> Stored data:
================
//! # Octopoes Core
//!
//! Consistency engine for the Octopoes asset graph. It keeps track of why
//! every object exists, derives new objects through inference bits, computes
//! how intensively each object may be scanned, and publishes every change so
//! downstream workers can react to it.
//!
//! ## Architecture
//!
//! - [`database`]: bitemporal store port, query construction, the
//!   transactional [`database::Session`] and the XTDB / in-memory adapters
//! - [`repositories`]: typed access to objects, origins, origin parameters
//!   and scan profiles, including merge-on-write and change events
//! - [`events`]: change events, the batched [`events::EventManager`] and the
//!   message broker port
//! - [`bits`]: inference rule definitions and the built-in bits
//! - [`service`]: the [`service::ConsistencyService`] that dispatches events,
//!   runs inference and recalculates scan levels

#![cfg_attr(docsrs, feature(doc_cfg))]
#![allow(missing_docs)]

/// Inference rules and the built-in bits
pub mod bits;
/// Bitemporal store access, sessions and store adapters
pub mod database;
pub mod error;
/// Change events, batching publisher and broker
pub mod events;
/// Typed persistence for objects, origins, parameters and scan profiles
pub mod repositories;
/// Consistency service: event dispatch, inference, scan levels
pub mod service;

pub use error::{OctopoesError, OptionalExt, Result};
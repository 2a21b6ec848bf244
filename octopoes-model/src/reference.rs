use std::fmt;

use serde::{Deserialize, Serialize};

use crate::{error::ModelError, types::ObjectType};

/// Stable identity of an object in the graph.
///
/// Formatted as `Type|part|part`, where the parts are the object's natural
/// key. Parts that are themselves references contribute their natural key
/// only, so `ResolvedHostname|internet|example.com|internet|192.0.2.1`
/// embeds both the hostname and the address identity.
#[derive(
    Debug, Clone, PartialEq, Eq, Hash, PartialOrd, Ord, Serialize, Deserialize,
)]
#[serde(transparent)]
pub struct Reference(String);

impl Reference {
    /// Parses a reference string, checking it names a known concrete kind.
    pub fn parse(value: impl Into<String>) -> Result<Self, ModelError> {
        let value = value.into();
        let reference = Self(value);
        let object_type = reference.class_type()?;
        if object_type.is_abstract() {
            return Err(ModelError::InvalidReference(reference.0));
        }
        Ok(reference)
    }

    pub fn from_parts(object_type: ObjectType, parts: &[&str]) -> Self {
        let mut value = String::from(object_type.as_str());
        for part in parts {
            value.push('|');
            value.push_str(part);
        }
        Self(value)
    }

    /// Name of the object kind, the segment before the first `|`.
    pub fn object_type(&self) -> &str {
        self.0.split_once('|').map_or(self.0.as_str(), |(ty, _)| ty)
    }

    pub fn natural_key(&self) -> &str {
        self.0.split_once('|').map_or("", |(_, key)| key)
    }

    pub fn class_type(&self) -> Result<ObjectType, ModelError> {
        if !self.0.contains('|') {
            return Err(ModelError::InvalidReference(self.0.clone()));
        }
        self.object_type().parse()
    }

    pub fn as_str(&self) -> &str {
        &self.0
    }

    pub fn into_inner(self) -> String {
        self.0
    }
}

impl fmt::Display for Reference {
    fn fmt(&self, f: &mut fmt::Formatter<'_>) -> fmt::Result {
        f.write_str(&self.0)
    }
}

impl AsRef<str> for Reference {
    fn as_ref(&self) -> &str {
        &self.0
    }
}

/// Shortens long identifiers for log lines.
pub fn format_id_short(id: &str) -> String {
    let chars: Vec<char> = id.chars().collect();
    if chars.len() <= 33 {
        return id.to_string();
    }
    let head: String = chars[..15].iter().collect();
    let tail: String = chars[chars.len() - 15..].iter().collect();
    format!("{head}...{tail}")
}

#[cfg(test)]
mod tests {
    use super::*;

    #[test]
    fn parse_rejects_unknown_kinds_and_bare_strings() {
        assert!(Reference::parse("Hostname|internet|example.com").is_ok());
        assert!(Reference::parse("Unicorn|x").is_err());
        assert!(Reference::parse("Hostname").is_err());
        assert!(Reference::parse("IPAddress|internet|1.1.1.1").is_err());
    }

    #[test]
    fn splits_type_and_natural_key() {
        let reference = Reference::from_parts(
            ObjectType::IpPort,
            &["internet", "192.0.2.1", "tcp", "443"],
        );
        assert_eq!(reference.object_type(), "IPPort");
        assert_eq!(reference.natural_key(), "internet|192.0.2.1|tcp|443");
        assert_eq!(reference.class_type().unwrap(), ObjectType::IpPort);
    }

    #[test]
    fn short_ids_keep_head_and_tail() {
        assert_eq!(format_id_short("Network|internet"), "Network|internet");
        let long = "ResolvedHostname|internet|example.com|internet|192.0.2.1";
        let short = format_id_short(long);
        assert_eq!(short, "ResolvedHostnam...ernet|192.0.2.1");
    }
}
================
> Work order: Note each line above that contains "built" and copy it out.

> Result of this task:
//! - [`bits`]: inference rule definitions and the built-in bits
/// Inference rules and the built-in bits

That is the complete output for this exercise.